> Study material:
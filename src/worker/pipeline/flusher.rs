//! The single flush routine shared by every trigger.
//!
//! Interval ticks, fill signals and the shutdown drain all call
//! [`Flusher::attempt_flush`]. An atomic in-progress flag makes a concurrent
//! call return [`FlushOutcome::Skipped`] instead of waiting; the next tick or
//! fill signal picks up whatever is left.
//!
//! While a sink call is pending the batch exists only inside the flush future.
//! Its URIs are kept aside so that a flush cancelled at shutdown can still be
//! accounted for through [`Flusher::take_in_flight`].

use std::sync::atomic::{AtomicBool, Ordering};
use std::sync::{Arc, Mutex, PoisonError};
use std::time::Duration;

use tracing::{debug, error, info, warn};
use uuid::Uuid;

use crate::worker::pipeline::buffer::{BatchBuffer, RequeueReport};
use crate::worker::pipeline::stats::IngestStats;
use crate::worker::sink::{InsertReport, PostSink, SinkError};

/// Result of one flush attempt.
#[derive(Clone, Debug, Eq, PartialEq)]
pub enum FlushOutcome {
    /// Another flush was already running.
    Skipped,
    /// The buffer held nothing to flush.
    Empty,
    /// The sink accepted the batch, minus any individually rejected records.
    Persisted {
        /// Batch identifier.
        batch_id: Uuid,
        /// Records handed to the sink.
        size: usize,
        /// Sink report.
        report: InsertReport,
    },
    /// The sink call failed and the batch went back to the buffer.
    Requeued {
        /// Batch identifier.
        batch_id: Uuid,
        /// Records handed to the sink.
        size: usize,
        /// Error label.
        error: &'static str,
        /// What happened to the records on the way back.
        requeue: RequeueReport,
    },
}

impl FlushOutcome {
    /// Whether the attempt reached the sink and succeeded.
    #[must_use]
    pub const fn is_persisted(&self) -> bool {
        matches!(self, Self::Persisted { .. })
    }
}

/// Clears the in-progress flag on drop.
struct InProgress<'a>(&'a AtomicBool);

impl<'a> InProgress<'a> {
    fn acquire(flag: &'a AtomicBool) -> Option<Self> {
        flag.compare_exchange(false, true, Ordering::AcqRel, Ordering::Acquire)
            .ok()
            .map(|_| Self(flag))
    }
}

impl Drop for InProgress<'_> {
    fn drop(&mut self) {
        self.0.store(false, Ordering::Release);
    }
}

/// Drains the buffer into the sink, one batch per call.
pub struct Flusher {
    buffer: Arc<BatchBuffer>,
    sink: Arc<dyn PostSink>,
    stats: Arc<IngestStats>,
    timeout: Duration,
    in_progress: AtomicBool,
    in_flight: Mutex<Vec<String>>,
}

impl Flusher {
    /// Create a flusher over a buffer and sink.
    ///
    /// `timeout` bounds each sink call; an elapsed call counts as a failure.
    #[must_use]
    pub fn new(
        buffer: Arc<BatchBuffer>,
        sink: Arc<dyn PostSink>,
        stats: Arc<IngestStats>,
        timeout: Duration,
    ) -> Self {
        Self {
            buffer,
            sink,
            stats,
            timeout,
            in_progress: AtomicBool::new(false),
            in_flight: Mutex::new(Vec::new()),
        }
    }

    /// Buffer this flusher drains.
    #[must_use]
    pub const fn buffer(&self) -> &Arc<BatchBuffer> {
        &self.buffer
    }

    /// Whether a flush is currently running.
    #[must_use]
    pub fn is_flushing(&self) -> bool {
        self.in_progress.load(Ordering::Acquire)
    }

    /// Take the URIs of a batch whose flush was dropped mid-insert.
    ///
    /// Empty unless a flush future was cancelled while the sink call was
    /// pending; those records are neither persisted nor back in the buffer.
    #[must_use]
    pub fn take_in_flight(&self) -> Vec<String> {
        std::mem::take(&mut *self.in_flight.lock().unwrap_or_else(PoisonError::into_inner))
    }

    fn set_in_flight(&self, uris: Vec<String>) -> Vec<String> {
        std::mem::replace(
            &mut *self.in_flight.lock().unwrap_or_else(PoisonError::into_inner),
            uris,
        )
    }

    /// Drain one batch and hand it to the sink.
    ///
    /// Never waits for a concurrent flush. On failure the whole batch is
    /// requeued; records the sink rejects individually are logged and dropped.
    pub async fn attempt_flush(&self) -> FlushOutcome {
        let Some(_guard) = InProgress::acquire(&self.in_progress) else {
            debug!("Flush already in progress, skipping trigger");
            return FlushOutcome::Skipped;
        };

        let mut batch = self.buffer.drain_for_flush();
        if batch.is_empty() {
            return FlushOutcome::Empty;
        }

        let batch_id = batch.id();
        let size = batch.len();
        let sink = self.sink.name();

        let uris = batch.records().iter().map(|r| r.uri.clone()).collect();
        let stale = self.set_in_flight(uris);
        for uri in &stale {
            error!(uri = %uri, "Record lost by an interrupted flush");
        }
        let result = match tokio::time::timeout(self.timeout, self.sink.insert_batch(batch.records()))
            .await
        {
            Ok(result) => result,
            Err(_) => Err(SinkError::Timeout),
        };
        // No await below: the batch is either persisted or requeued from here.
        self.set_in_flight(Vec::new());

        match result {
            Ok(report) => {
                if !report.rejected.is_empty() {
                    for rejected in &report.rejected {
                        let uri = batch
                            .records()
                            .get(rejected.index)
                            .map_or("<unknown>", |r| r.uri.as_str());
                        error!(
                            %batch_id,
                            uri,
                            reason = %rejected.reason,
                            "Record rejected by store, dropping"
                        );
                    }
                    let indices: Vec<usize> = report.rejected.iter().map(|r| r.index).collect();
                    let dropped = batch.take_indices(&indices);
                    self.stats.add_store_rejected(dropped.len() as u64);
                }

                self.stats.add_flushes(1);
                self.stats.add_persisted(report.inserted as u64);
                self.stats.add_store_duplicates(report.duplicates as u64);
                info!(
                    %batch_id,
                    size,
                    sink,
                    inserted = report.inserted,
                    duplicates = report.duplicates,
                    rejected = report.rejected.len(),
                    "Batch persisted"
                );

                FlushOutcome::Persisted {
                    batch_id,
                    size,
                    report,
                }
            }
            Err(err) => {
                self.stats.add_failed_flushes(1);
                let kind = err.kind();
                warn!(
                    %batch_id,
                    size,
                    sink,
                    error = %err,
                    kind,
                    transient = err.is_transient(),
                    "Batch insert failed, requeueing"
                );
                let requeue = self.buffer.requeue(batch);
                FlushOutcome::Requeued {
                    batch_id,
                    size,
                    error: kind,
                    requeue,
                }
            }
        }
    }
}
--
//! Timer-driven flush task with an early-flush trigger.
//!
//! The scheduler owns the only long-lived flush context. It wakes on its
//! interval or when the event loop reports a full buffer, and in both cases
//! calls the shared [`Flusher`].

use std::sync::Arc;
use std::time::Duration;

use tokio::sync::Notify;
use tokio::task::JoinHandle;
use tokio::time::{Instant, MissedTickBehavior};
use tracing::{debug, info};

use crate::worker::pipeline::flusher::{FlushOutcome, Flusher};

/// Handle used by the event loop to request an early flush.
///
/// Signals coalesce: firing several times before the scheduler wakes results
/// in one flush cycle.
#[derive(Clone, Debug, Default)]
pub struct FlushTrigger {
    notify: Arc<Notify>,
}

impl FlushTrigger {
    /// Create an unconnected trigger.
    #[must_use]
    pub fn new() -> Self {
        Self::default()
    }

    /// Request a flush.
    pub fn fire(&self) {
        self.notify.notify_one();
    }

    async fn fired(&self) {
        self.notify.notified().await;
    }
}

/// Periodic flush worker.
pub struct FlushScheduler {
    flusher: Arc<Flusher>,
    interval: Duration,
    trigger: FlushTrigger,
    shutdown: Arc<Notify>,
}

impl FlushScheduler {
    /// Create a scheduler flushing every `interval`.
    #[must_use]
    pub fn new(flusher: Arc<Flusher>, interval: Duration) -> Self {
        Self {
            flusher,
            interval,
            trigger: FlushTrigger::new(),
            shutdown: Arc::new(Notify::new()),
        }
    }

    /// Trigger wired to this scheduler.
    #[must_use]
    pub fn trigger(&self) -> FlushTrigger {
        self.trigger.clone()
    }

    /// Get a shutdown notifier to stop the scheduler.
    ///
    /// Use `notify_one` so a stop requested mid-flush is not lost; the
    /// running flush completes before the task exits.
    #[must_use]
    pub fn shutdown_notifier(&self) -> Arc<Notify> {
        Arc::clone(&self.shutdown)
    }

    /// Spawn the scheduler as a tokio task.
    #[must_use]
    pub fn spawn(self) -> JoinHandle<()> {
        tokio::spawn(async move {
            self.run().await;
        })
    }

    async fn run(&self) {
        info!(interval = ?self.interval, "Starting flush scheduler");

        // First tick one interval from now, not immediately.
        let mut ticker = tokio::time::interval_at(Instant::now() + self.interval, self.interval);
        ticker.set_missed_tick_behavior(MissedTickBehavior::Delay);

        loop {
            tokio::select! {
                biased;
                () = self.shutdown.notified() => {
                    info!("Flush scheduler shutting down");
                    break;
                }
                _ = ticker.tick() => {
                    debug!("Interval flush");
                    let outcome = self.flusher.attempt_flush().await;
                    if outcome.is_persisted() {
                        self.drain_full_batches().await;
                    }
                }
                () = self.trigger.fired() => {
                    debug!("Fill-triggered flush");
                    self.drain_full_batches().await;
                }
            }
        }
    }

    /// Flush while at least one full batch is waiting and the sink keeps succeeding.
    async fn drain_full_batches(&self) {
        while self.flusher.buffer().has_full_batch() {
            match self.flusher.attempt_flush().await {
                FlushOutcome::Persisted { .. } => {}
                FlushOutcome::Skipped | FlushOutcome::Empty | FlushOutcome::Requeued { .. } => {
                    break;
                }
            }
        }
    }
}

> Problem to work on: Copy out every line above where "pipeline" is present.

> Task answer:
filename src/worker/pipeline/flusher.rs
use crate::worker::pipeline::buffer::{BatchBuffer, RequeueReport};
use crate::worker::pipeline::stats::IngestStats;
use crate::worker::pipeline::flusher::{FlushOutcome, Flusher};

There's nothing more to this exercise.